Tal afectação está no acréscimo tão elevado ou excessivo, e até repentino, do valor das propinas para o ano lectivo de 1992-1993, de modo que, independentemente da condição sócio-económica de cada um dos alunos, o ingresso e a frequência das instituições do ensino superior público ficaram eventualmente atingidos, pois o encargo individual ou familiar do novo pagamento sempre teria de ser considerado na concretização do ingresso e da frequência. Quando é a CRP a garantir um sistema de ensino público universal e geral, passando pelo direito à educação (artigo 73.°, n.° 1), pelo direito à igualdade de oportunidades (artigo 74.°, n.° 1), pelo direito de acesso aos graus mais elevados do ensino, da investigação científica e da criação artística [artigo 74.°, n.° 3, alínea d)] e pela garantia de igualdade de oportunidades (artigo 76.°, n.° 1), tudo isto cabendo no quadro da concepção republicana da universidade, nada tendo a ver com um modelo empresarial dirigido por critérios economicistas e contabilistas (tal-qualmente invoca o Presidente da República, ultrapassam-se «os limites de uma simples actualização face ao crescimento geral dos preços», envolvendo a caracterização das propinas como «taxas de cobertura de custos»).

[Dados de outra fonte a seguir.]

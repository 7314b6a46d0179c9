use anyhow::{Context, Result};
use axum::{
    extract::{
        ws::{Message, WebSocket, WebSocketUpgrade},
        State,
    },
    http::StatusCode,
    response::{IntoResponse, Response},
    routing::{get, post},
    serve, Json, Router,
};
use futures::{Sink, SinkExt, Stream, StreamExt};
use minijinja::{path_loader, Environment};
use minijinja_autoreload::AutoReloader;
use serde::{Deserialize, Serialize};
use std::{net::SocketAddr, sync::Arc};
use tokio::sync::mpsc;
use tower_http::{services::ServeDir, trace::TraceLayer};
use tracing::{error, info, warn};

use crate::conversation::{AwaitingFlag, ChatMessage, SubmitError};
use crate::resolver::MessageResolver;
use crate::session::{ChatSession, CompletedReply, Step};

/// Frames sent to the browser over the WebSocket.
#[derive(Clone, Debug, Serialize, Deserialize, PartialEq)]
#[serde(tag = "message_type", content = "payload")]
pub enum ServerEvent {
    Transcript { messages: Vec<ChatMessage>, dark_mode: bool },
    Message(ChatMessage),
    Typing { active: bool },
    Theme { dark_mode: bool },
    Notice { message: String },
}

/// Frames received from the browser.
#[derive(Clone, Debug, Deserialize, PartialEq)]
#[serde(tag = "type", rename_all = "snake_case")]
pub enum ClientEvent {
    Send { text: String },
    ToggleTheme,
}

#[derive(Debug, Deserialize)]
pub struct AskRequest {
    pub message: String,
}

// Shared application state
#[derive(Clone)]
pub struct AppState {
    templates: Arc<AutoReloader>,
    resolver: Arc<MessageResolver>,
    greeting: String,
}

impl AppState {
    pub fn new(resolver: Arc<MessageResolver>, greeting: String) -> Self {
        Self {
            templates: Arc::new(create_minijinja_env()),
            resolver,
            greeting,
        }
    }
}

// Minijinja Environment setup
fn create_minijinja_env() -> AutoReloader {
    // Templates are re-read when the directory changes
    AutoReloader::new(|notifier| {
        let mut env = Environment::new();
        env.set_loader(path_loader("templates"));
        // Watch the templates directory for changes
        notifier.watch_path("templates", true);
        Ok(env)
    })
}

async fn index_handler(
    State(state): State<AppState>,
) -> Result<axum::response::Html<String>, (StatusCode, axum::response::Html<String>)> {
    // Acquire env, get template, and render within the same block
    state
        .templates
        .acquire_env()
        .and_then(|env| {
            env.get_template("index.html").and_then(|tmpl| {
                tmpl.render(minijinja::context! {
                    title => format!("{} – AI Chatbot", state.resolver.company()),
                    greeting => state.greeting,
                })
            })
        })
        .map(axum::response::Html) // Wrap successful render in Html()
        .map_err(|e| {
            error!("Failed to get or render template: {}", e);
            (
                StatusCode::INTERNAL_SERVER_ERROR,
                axum::response::Html(format!("Internal Server Error: {}", e)),
            )
        })
}

/// Stateless single-question endpoint.
async fn ask_handler(State(state): State<AppState>, Json(request): Json<AskRequest>) -> Response {
    match state.resolver.resolve(&request.message, &AwaitingFlag::default()).await {
        Some(reply) => Json(reply).into_response(),
        None => (
            StatusCode::BAD_REQUEST,
            Json(serde_json::json!({ "error": SubmitError::Empty.to_string() })),
        )
            .into_response(),
    }
}

// WebSocket upgrade handler
async fn ws_handler(ws: WebSocketUpgrade, State(state): State<AppState>) -> impl IntoResponse {
    info!("WebSocket connection upgrade requested");
    ws.on_upgrade(move |socket| handle_socket(socket, state))
}

// Serialize and push one event; false once the client is gone.
async fn send_event<S>(sender: &mut S, event: &ServerEvent) -> bool
where
    S: Sink<Message> + Unpin,
{
    match serde_json::to_string(event) {
        Ok(json) => sender.send(Message::Text(json)).await.is_ok(),
        Err(e) => {
            error!("Failed to serialize server event: {}", e);
            true
        }
    }
}

/// What to send back for one client frame; remote lookups are spawned so
/// the socket keeps reading while they run.
fn handle_client_event(
    session: &mut ChatSession,
    event: ClientEvent,
    reply_tx: &mpsc::Sender<CompletedReply>,
) -> Vec<ServerEvent> {
    match event {
        ClientEvent::ToggleTheme => vec![ServerEvent::Theme {
            dark_mode: session.toggle_theme(),
        }],
        ClientEvent::Send { text } => match session.handle_input(&text) {
            Step::Rejected(SubmitError::Empty) => Vec::new(),
            Step::Rejected(e) => vec![ServerEvent::Notice { message: e.to_string() }],
            Step::Answered { user, reply } => vec![ServerEvent::Message(user), ServerEvent::Message(reply)],
            Step::Pending { user, request } => {
                let reply_tx = reply_tx.clone();
                // The reply comes back through the session loop's channel
                tokio::spawn(async move {
                    let completed = request.resolve().await;
                    if reply_tx.send(completed).await.is_err() {
                        warn!("Reply finished after the WebSocket closed");
                    }
                });
                vec![ServerEvent::Message(user), ServerEvent::Typing { active: true }]
            }
        },
    }
}

// Handle individual WebSocket connections
async fn handle_socket(socket: WebSocket, state: AppState) {
    info!("New WebSocket connection established");
    // Split so the read and write halves can be driven independently
    let (sender, receiver) = socket.split();
    run_session(sender, receiver, state).await;
    info!("WebSocket connection closed");
}

/// Drives one chat window: client frames in, server events out, with
/// finished remote replies merged in as they arrive.
async fn run_session<S, R>(mut sender: S, mut receiver: R, state: AppState)
where
    S: Sink<Message> + Unpin,
    R: Stream<Item = Result<Message, axum::Error>> + Unpin,
{
    // Each connection gets its own transcript
    let mut session = ChatSession::new(state.resolver.clone(), state.greeting.clone());
    let (reply_tx, mut reply_rx) = mpsc::channel::<CompletedReply>(1);

    // Send the greeting transcript first
    let initial = ServerEvent::Transcript {
        messages: session.state().transcript().to_vec(),
        dark_mode: session.state().dark_mode(),
    };
    if !send_event(&mut sender, &initial).await {
        warn!("Failed to send transcript to new WebSocket client");
        return;
    }

    loop {
        let events = tokio::select! {
            // A remote reply finished
            Some(completed) = reply_rx.recv() => {
                let reply = session.finish(completed);
                vec![ServerEvent::Message(reply), ServerEvent::Typing { active: false }]
            }

            // Message received from the client
            incoming = receiver.next() => match incoming {
                Some(Ok(Message::Text(text))) => match serde_json::from_str::<ClientEvent>(&text) {
                    Ok(event) => handle_client_event(&mut session, event, &reply_tx),
                    Err(e) => {
                        warn!("Ignoring unrecognised client frame: {}", e);
                        Vec::new()
                    }
                },
                Some(Ok(Message::Close(_))) => {
                    info!("Client requested WebSocket close");
                    break;
                }
                // Axum answers pings itself; binary frames mean nothing here
                Some(Ok(_)) => Vec::new(),
                Some(Err(e)) => {
                    warn!("WebSocket receive error: {}", e);
                    break;
                }
                // Client disconnected without sending a Close message
                None => {
                    info!("WebSocket client disconnected");
                    break;
                }
            },
        };

        for event in &events {
            if !send_event(&mut sender, event).await {
                warn!("WebSocket client disconnected or send error. Closing connection.");
                return;
            }
        }
    }
}

// Build our application router
pub fn build_router(state: AppState) -> Router {
    Router::new()
        .route("/", get(index_handler))
        .route("/ws", get(ws_handler))
        .route("/api/chat", post(ask_handler))
        // Serve static files from the 'static' directory
        .nest_service("/static", ServeDir::new("static"))
        .with_state(state)
        .layer(TraceLayer::new_for_http()) // Add request logging
}

pub async fn start_web_server(port: u16, resolver: Arc<MessageResolver>, greeting: String) -> Result<()> {
    let app = build_router(AppState::new(resolver, greeting));

    let addr = SocketAddr::from(([0, 0, 0, 0], port));
    info!("Web server listening on http://{}", addr);

    // Bind using tokio::net::TcpListener
    let listener = tokio::net::TcpListener::bind(addr)
        .await
        .context(format!("Failed to bind to address {}", addr))?;

    // Use axum::serve to run the application
    serve(listener, app.into_make_service())
        .await
        .context("Web server failed")?;

    Ok(())
}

Nem se diga que intervém aqui a separação entre os alunos que podem pagar e os que não podem pagar - distinção que era logo acentuada no preâmbulo do Decreto-Lei n.° 31 658 -, pois, sendo o sistema de ensino público universal e geral, sobre todos recai a obrigação do pagamento, num primeiro momento, só intervindo mecanismos amortecedores do pagamento num segundo momento, percorrido um procedimento administrativo cujo resultado não é assegurado e passa por produção de prova documental (basta pensar que a isenção prevista no artigo 2.° da Lei das Propinas depende de acto normativo do Governo a fixar anualmente os valores a considerar).

Com o que tem de concluir-se, nesta parte, pela violação do princípio da confiança ínsito na ideia do Estado de direito democrático e que flui dos artigos 1.° e 2.° da CRP.

II

Mas há mais, relativamente ao mesmo bloco Y), quanto à «violação do princípio da igualdade (artigo 13.° da Constituição)», de que também se serve o Presidente da República, ao sustentar que a mesma «fórmula de cálculo do montante das propinas» poderá «ser geradora de diferenciações de tratamento sem qualquer justificação razoável, segundo critérios de valor constitucionalmente relevantes». Tese que não foi acolhida no acórdão.

E, contrariamente ao entendimento do acórdão, parece vingar aquele fundamento de inconstitucionalidade material do mesmo conjunto combinado dos artigos 6.°, n.° 2, 11.°, n.os 1 e 2, e 16.°, n.° 2, da Lei das Propinas, pois as discriminações derivadas da aplicação desses artigos, em função das várias instituições de ensino superior público, são um dado adquirido, e nem sequer é necessário fazer contas (cf. nota 10).

Com efeito, o valor do montante das propinas vai depender de uma operação aritmética de divisão, em que o dividendo é preenchido pelas despesas de funcionamento e de capital do ano imediatamente anterior da respectiva instituição universitária e o divisor é preenchido pelo número total dos alunos inscritos nessa instituição nesse mesmo ano lectivo.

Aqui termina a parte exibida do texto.